ROLE OF KRIT1 IN THE ACQUISITION OF AGGRESSIVE PHENOTYPE IN CANCER CELLS

K-Rev Interaction Trapped protein-1 (KRIT1) is a scaffold protein known to form functional protein complexes involved in physiologically important signaling networks. While it is primarily recognised for its association with Cerebral Cavernous Malformations (CCMs), KRIT1 also plays critical roles in tumor formation and the acquisition of malignant phenotypes. These roles include functions in cell adhesion, cytoskeletal dynamics, and angiogenesis. The present study investigates the involvement of KRIT1 in tumor progression and plasticity. The research focused on the potential tumor-suppressor-like properties of KRIT1, particularly in relation to invasion and migration processes.
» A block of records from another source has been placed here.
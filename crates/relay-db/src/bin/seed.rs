//! # Seed Data Generator
//!
//! Populates the buffer tables with demo data for development.
//!
//! ## Usage
//! ```bash
//! # Generate 50 customers with invoices (default)
//! cargo run -p relay-db --bin seed
//!
//! # Generate custom amount
//! cargo run -p relay-db --bin seed -- --count 500
//!
//! # Specify database path
//! cargo run -p relay-db --bin seed -- --db ./data/relay.db
//! ```
//!
//! ## Generated Data
//! - One customer per index: `C0001`, `C0002`, ...
//! - Per customer one invoice with 1 to 3 monthly installments, written to
//!   BOTH layouts (`buffer_invoices` rows and header + due-dates), so the
//!   relay can be started with either `RELAY_INVOICE_LAYOUT`.
//! - Every 7th invoice has no number yet, like ERP drafts.

use chrono::{Duration, Months, NaiveDate, Utc};
use relay_core::{
    Customer, DueDate, DueDateRow, InvoiceHeader, InvoiceLayout, Money, SyncState,
};
use relay_db::{BufferStore, Database, DbConfig};
use std::env;
use uuid::Uuid;

const COMPANIES: &[&str] = &[
    "Atlas Distribution",
    "Boreal Foods",
    "Cobalt Engineering",
    "Delta Logistics",
    "Estuaire Textiles",
    "Fjord Maritime",
    "Granit Construction",
    "Horizon Pharma",
    "Iris Optique",
    "Jasper Retail",
];

const CURRENCIES: &[&str] = &["EUR", "EUR", "EUR", "USD", "CHF"];

const RISK_LEVELS: &[&str] = &["low", "low", "medium", "high"];

#[tokio::main]
async fn main() -> Result<(), Box<dyn std::error::Error>> {
    let args: Vec<String> = env::args().collect();

    let mut count: usize = 50;
    let mut db_path = String::from("./relay_dev.db");

    let mut i = 1;
    while i < args.len() {
        match args[i].as_str() {
            "--count" | "-c" => {
                if i + 1 < args.len() {
                    count = args[i + 1].parse().unwrap_or(50);
                    i += 1;
                }
            }
            "--db" | "-d" => {
                if i + 1 < args.len() {
                    db_path = args[i + 1].clone();
                    i += 1;
                }
            }
            "--help" | "-h" => {
                println!("ERP Buffer Relay Seed Data Generator");
                println!();
                println!("Usage: seed [OPTIONS]");
                println!();
                println!("Options:");
                println!("  -c, --count <N>    Number of customers to generate (default: 50)");
                println!("  -d, --db <PATH>    Database file path (default: ./relay_dev.db)");
                println!("  -h, --help         Show this help message");
                return Ok(());
            }
            _ => {}
        }
        i += 1;
    }

    println!("🌱 ERP Buffer Relay Seed Data Generator");
    println!("=======================================");
    println!("Database:  {}", db_path);
    println!("Customers: {}", count);
    println!();

    let db = Database::new(DbConfig::new(&db_path)).await?;

    let (total, applied) = relay_db::migrations::migration_status(db.pool()).await?;
    println!("✓ Connected to database");
    println!("✓ Migrations applied ({}/{})", applied, total);

    let existing = db.customers().count().await?;
    if existing > 0 {
        println!("⚠ Buffer already has {} customers", existing);
        println!("  Skipping seed to avoid duplicates.");
        println!("  Delete the database file to regenerate.");
        return Ok(());
    }

    println!();
    println!("Generating buffer data...");

    let start = std::time::Instant::now();
    let mut installments = 0;

    for seed in 0..count {
        let customer = generate_customer(seed, count);
        db.customers().upsert(&customer).await?;

        let (header, dues) = generate_invoice(&customer, seed);

        for due in &dues {
            db.invoice_rows().upsert(&as_row(&header, due)).await?;
        }

        db.normalized_invoices().upsert_header(&header).await?;
        for due in &dues {
            db.normalized_invoices().upsert_due_date(due).await?;
        }

        installments += dues.len();

        if (seed + 1) % 100 == 0 {
            println!("  Generated {} customers...", seed + 1);
        }
    }

    let elapsed = start.elapsed();
    println!();
    println!(
        "✓ Generated {} customers and {} installments in {:?}",
        count, installments, elapsed
    );

    println!();
    println!("Buffer statistics ({} layout):", InvoiceLayout::Rows);
    let stats = BufferStore::stats(&db).await?;
    println!("{}", serde_json::to_string_pretty(&stats)?);
    println!("  Pending amount: {}", stats.pending_amount());

    println!();
    println!("✓ Seed complete!");

    Ok(())
}

/// Generates a single customer with realistic data.
///
/// Creation times are one minute apart, oldest first.
fn generate_customer(seed: usize, count: usize) -> Customer {
    let company = COMPANIES[seed % COMPANIES.len()];
    let id = format!("C{:04}", seed + 1);

    Customer {
        id: id.clone(),
        code: Some(format!("CLI-{:05}", seed + 1)),
        company_name: format!("{} #{}", company, seed / COMPANIES.len() + 1),
        contact_name: Some(format!("Contact {}", seed + 1)),
        email: Some(format!("accounts+{}@example.com", id.to_lowercase())),
        phone: Some(format!("+33 1 {:02} {:02} {:02} {:02}", seed % 100, 10, 20, 30)),
        address: Some(format!("{} rue du Commerce, Paris", seed % 120 + 1)),
        payment_delay_days: Some([30, 45, 60][seed % 3]),
        currency: Some(CURRENCIES[seed % CURRENCIES.len()].to_string()),
        credit_limit_cents: Some(1_000_000 + (seed as i64 % 10) * 250_000),
        max_days_overdue: Some(90),
        risk_level: Some(RISK_LEVELS[seed % RISK_LEVELS.len()].to_string()),
        notes: None,
        is_active: seed % 11 != 0,
        sync_state: SyncState::Pending,
        sync_date: None,
        created_at: Utc::now() - Duration::minutes((count - seed) as i64),
    }
}

/// Generates one invoice with its installments.
fn generate_invoice(customer: &Customer, seed: usize) -> (InvoiceHeader, Vec<DueDate>) {
    let header_id = Uuid::new_v4().to_string();
    let invoice_date = NaiveDate::from_ymd_opt(2024, 1, 1)
        .unwrap_or_default()
        .checked_add_days(chrono::Days::new((seed % 300) as u64))
        .unwrap_or_default();

    let installment_count = seed % 3 + 1;
    let installment_cents = 5_000 + (seed as i64 * 37) % 95_000;

    let dues: Vec<DueDate> = (0..installment_count)
        .map(|n| DueDate {
            id: format!("P{:06}-{}", seed + 1, n + 1),
            invoice_id: header_id.clone(),
            due_date: invoice_date
                .checked_add_months(Months::new(n as u32 + 1))
                .unwrap_or(invoice_date),
            amount_cents: installment_cents,
            kind: Some("FA".to_string()),
            sync_state: SyncState::Pending,
            sync_date: None,
            created_at: customer.created_at,
        })
        .collect();

    let total: Money = dues.iter().map(|d| Money::from_cents(d.amount_cents)).sum();

    // ERP drafts have no number yet and must never be exported.
    let invoice_number = if seed % 7 == 6 {
        None
    } else {
        Some(format!("FA{:07}", seed + 1))
    };

    let header = InvoiceHeader {
        id: header_id,
        invoice_number,
        customer_id: customer.id.clone(),
        reference: Some(format!("ORDER-{:06}", seed + 1)),
        invoice_date,
        currency: customer.currency.clone().unwrap_or_else(|| "EUR".to_string()),
        total_amount_cents: total.cents(),
        created_by: Some("seed".to_string()),
        notes: None,
        sync_state: SyncState::Pending,
        sync_date: None,
        created_at: customer.created_at,
    };

    (header, dues)
}

/// Projects a normalized installment onto the row-per-due-date layout.
fn as_row(header: &InvoiceHeader, due: &DueDate) -> DueDateRow {
    DueDateRow {
        id: due.id.clone(),
        invoice_number: header.invoice_number.clone(),
        customer_id: header.customer_id.clone(),
        reference: header.reference.clone(),
        invoice_date: header.invoice_date,
        due_date: due.due_date,
        currency: header.currency.clone(),
        amount_cents: due.amount_cents,
        kind: due.kind.clone(),
        created_by: header.created_by.clone(),
        notes: header.notes.clone(),
        sync_state: due.sync_state,
        sync_date: None,
        created_at: due.created_at,
    }
}
//! # Repository Module
//!
//! Buffer table repositories.
//!
//! ## Repository Pattern
//! ```text
//! ┌─────────────────────────────────────────────────────────────────────────┐
//! │                    Repository Layout                                    │
//! │                                                                         │
//! │  SyncService (relay-sync)                                              │
//! │       │                                                                 │
//! │       │  store.pending_invoices(100)                                   │
//! │       ▼                                                                 │
//! │  Database: BufferStore ── dispatches on the configured layout           │
//! │       │                                                                 │
//! │       ├── CustomerRepository           buffer_customers                │
//! │       ├── InvoiceRowRepository         buffer_invoices                 │
//! │       ├── NormalizedInvoiceRepository  buffer_invoice_headers          │
//! │       │                                buffer_due_dates                │
//! │       └── StatsRepository              counts over all of the above    │
//! │       │                                                                 │
//! │       │  Parameterized SQL                                             │
//! │       ▼                                                                 │
//! │  SQLite Database                                                       │
//! └─────────────────────────────────────────────────────────────────────────┘
//! ```
//!
//! Every UPDATE touching sync state carries the pending predicate, so an
//! acknowledgement never rewrites the `sync_date` of an already synced row.

use sqlx::{QueryBuilder, Sqlite};

pub mod customer;
pub mod invoice_normalized;
pub mod invoice_rows;
pub mod stats;

/// SQL predicate selecting rows that still await delivery.
pub(crate) const PENDING: &str = "(synced = 0 OR synced IS NULL)";

/// Appends `(?, ?, ...)` with one bound parameter per value.
///
/// Callers must not pass an empty slice: `IN ()` is a syntax error.
pub(crate) fn push_in_list<'args>(builder: &mut QueryBuilder<'args, Sqlite>, values: &[String]) {
    builder.push("(");
    let mut separated = builder.separated(", ");
    for value in values {
        separated.push_bind(value.clone());
    }
    separated.push_unseparated(")");
}

#[cfg(test)]
mod tests {
    use super::*;

    #[test]
    fn test_push_in_list_binds_each_value() {
        let mut builder = QueryBuilder::<Sqlite>::new("SELECT 1 WHERE id IN ");
        push_in_list(&mut builder, &["a".to_string(), "b".to_string()]);
        assert_eq!(builder.sql(), "SELECT 1 WHERE id IN (?, ?)");
    }
}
Notably, KIF1C and NS1A have been identified as novel binding partners of KRIT1. KIF1C plays a crucial role in regulating podosomes and invadopodia elongation, while NS1A contributes to the organization of the actin cytoskeleton dynamics by stabilizing actin filaments through its association with F-actin. The role of KRIT1 in tumour invasion and migration was evaluated both in vitro and in vivo. Additionally, the impact of KRIT1 loss on SRC, FAK, and RhoA/ROCK signaling pathways, as well as its involvement in cytoskeleton dynamics, was analysed. The findings of this study corroborate the role of KRIT1 as a tumor suppressor gene and reveal a correlation between its depletion and increased cancer aggressiveness.